- [Work instruction]: Repeat the records. Each line must match exactly.

- [Provided information]:
---+---

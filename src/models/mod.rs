//! Core data models for the prediction league.

mod fixture;
mod ids;
mod leaderboard;
mod prediction;

pub use fixture::*;
pub use ids::*;
pub use leaderboard::*;
pub use prediction::*;
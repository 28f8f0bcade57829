//! Prediction records: one user's picks for one round.

use chrono::{DateTime, Utc};
use serde::{Deserialize, Serialize};

use super::{FixtureId, RecordId, Round, UserKey};

/// A single predicted scoreline.
#[derive(Debug, Clone, Default, PartialEq, Eq, Serialize, Deserialize)]
pub struct Pick {
    /// Fixture this pick refers to. Legacy rows carry none and are
    /// matched by position instead.
    #[serde(default, skip_serializing_if = "Option::is_none")]
    pub fixture_id: Option<FixtureId>,

    /// Predicted home goals, absent when left blank
    pub home: Option<u32>,

    /// Predicted away goals, absent when left blank
    pub away: Option<u32>,

    /// Captain pick: points for this fixture are doubled
    #[serde(default)]
    pub is_captain: bool,
}

impl Pick {
    pub fn new(home: u32, away: u32) -> Self {
        Self {
            fixture_id: None,
            home: Some(home),
            away: Some(away),
            is_captain: false,
        }
    }

    /// Builder method to mark this pick as captain.
    pub fn captain(mut self) -> Self {
        self.is_captain = true;
        self
    }

    /// Builder method to attach a fixture id.
    pub fn for_fixture(mut self, fixture_id: FixtureId) -> Self {
        self.fixture_id = Some(fixture_id);
        self
    }

    /// Whether both scores were filled in.
    pub fn is_complete(&self) -> bool {
        self.home.is_some() && self.away.is_some()
    }

    /// Drop the scores and captaincy, keeping the fixture reference.
    pub fn clear(&mut self) {
        self.home = None;
        self.away = None;
        self.is_captain = false;
    }
}

/// One submission for one round by one user.
#[derive(Debug, Clone, Serialize, Deserialize)]
pub struct PredictionRecord {
    /// Display name as submitted
    pub name: String,

    /// Social handle as submitted
    pub handle: String,

    /// Round these picks belong to
    pub round: Round,

    /// Picks in fixture order
    #[serde(default)]
    pub picks: Vec<Pick>,

    /// When the submission was accepted, if known
    #[serde(default, skip_serializing_if = "Option::is_none")]
    pub submitted_at: Option<DateTime<Utc>>,
}

impl PredictionRecord {
    pub fn new(name: impl Into<String>, handle: impl Into<String>, round: Round) -> Self {
        Self {
            name: name.into(),
            handle: handle.into(),
            round,
            picks: Vec::new(),
            submitted_at: None,
        }
    }

    /// Builder method to set picks.
    pub fn with_picks(mut self, picks: Vec<Pick>) -> Self {
        self.picks = picks;
        self
    }

    pub fn user_key(&self) -> UserKey {
        UserKey::new(&self.name, &self.handle)
    }

    pub fn id(&self) -> RecordId {
        RecordId::for_submission(&self.user_key(), self.round)
    }

    /// Number of picks flagged as captain.
    pub fn captain_count(&self) -> usize {
        self.picks.iter().filter(|p| p.is_captain).count()
    }
}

---+---

- [Exercise output]:
filename src/models/mod.rs
//! Core data models for the prediction league.

mod fixture;
mod ids;
mod leaderboard;
mod prediction;

pub use fixture::*;
pub use ids::*;
pub use leaderboard::*;
pub use prediction::*;
repository 28f8f0bcade57829
//! Prediction records: one user's picks for one round.

use chrono::{DateTime, Utc};
use serde::{Deserialize, Serialize};

use super::{FixtureId, RecordId, Round, UserKey};

/// A single predicted scoreline.
#[derive(Debug, Clone, Default, PartialEq, Eq, Serialize, Deserialize)]
pub struct Pick {
    /// Fixture this pick refers to. Legacy rows carry none and are
    /// matched by position instead.
    #[serde(default, skip_serializing_if = "Option::is_none")]
    pub fixture_id: Option<FixtureId>,

    /// Predicted home goals, absent when left blank
    pub home: Option<u32>,

    /// Predicted away goals, absent when left blank
    pub away: Option<u32>,

    /// Captain pick: points for this fixture are doubled
    #[serde(default)]
    pub is_captain: bool,
}

impl Pick {
    pub fn new(home: u32, away: u32) -> Self {
        Self {
            fixture_id: None,
            home: Some(home),
            away: Some(away),
            is_captain: false,
        }
    }

    /// Builder method to mark this pick as captain.
    pub fn captain(mut self) -> Self {
        self.is_captain = true;
        self
    }

    /// Builder method to attach a fixture id.
    pub fn for_fixture(mut self, fixture_id: FixtureId) -> Self {
        self.fixture_id = Some(fixture_id);
        self
    }

    /// Whether both scores were filled in.
    pub fn is_complete(&self) -> bool {
        self.home.is_some() && self.away.is_some()
    }

    /// Drop the scores and captaincy, keeping the fixture reference.
    pub fn clear(&mut self) {
        self.home = None;
        self.away = None;
        self.is_captain = false;
    }
}

/// One submission for one round by one user.
#[derive(Debug, Clone, Serialize, Deserialize)]
pub struct PredictionRecord {
    /// Display name as submitted
    pub name: String,

    /// Social handle as submitted
    pub handle: String,

    /// Round these picks belong to
    pub round: Round,

    /// Picks in fixture order
    #[serde(default)]
    pub picks: Vec<Pick>,

    /// When the submission was accepted, if known
    #[serde(default, skip_serializing_if = "Option::is_none")]
    pub submitted_at: Option<DateTime<Utc>>,
}

impl PredictionRecord {
    pub fn new(name: impl Into<String>, handle: impl Into<String>, round: Round) -> Self {
        Self {
            name: name.into(),
            handle: handle.into(),
            round,
            picks: Vec::new(),
            submitted_at: None,
        }
    }

    /// Builder method to set picks.
    pub fn with_picks(mut self, picks: Vec<Pick>) -> Self {
        self.picks = picks;
        self
    }

    pub fn user_key(&self) -> UserKey {
        UserKey::new(&self.name, &self.handle)
    }

    pub fn id(&self) -> RecordId {
        RecordId::for_submission(&self.user_key(), self.round)
    }

    /// Number of picks flagged as captain.
    pub fn captain_count(&self) -> usize {
        self.picks.iter().filter(|p| p.is_captain).count()
    }
}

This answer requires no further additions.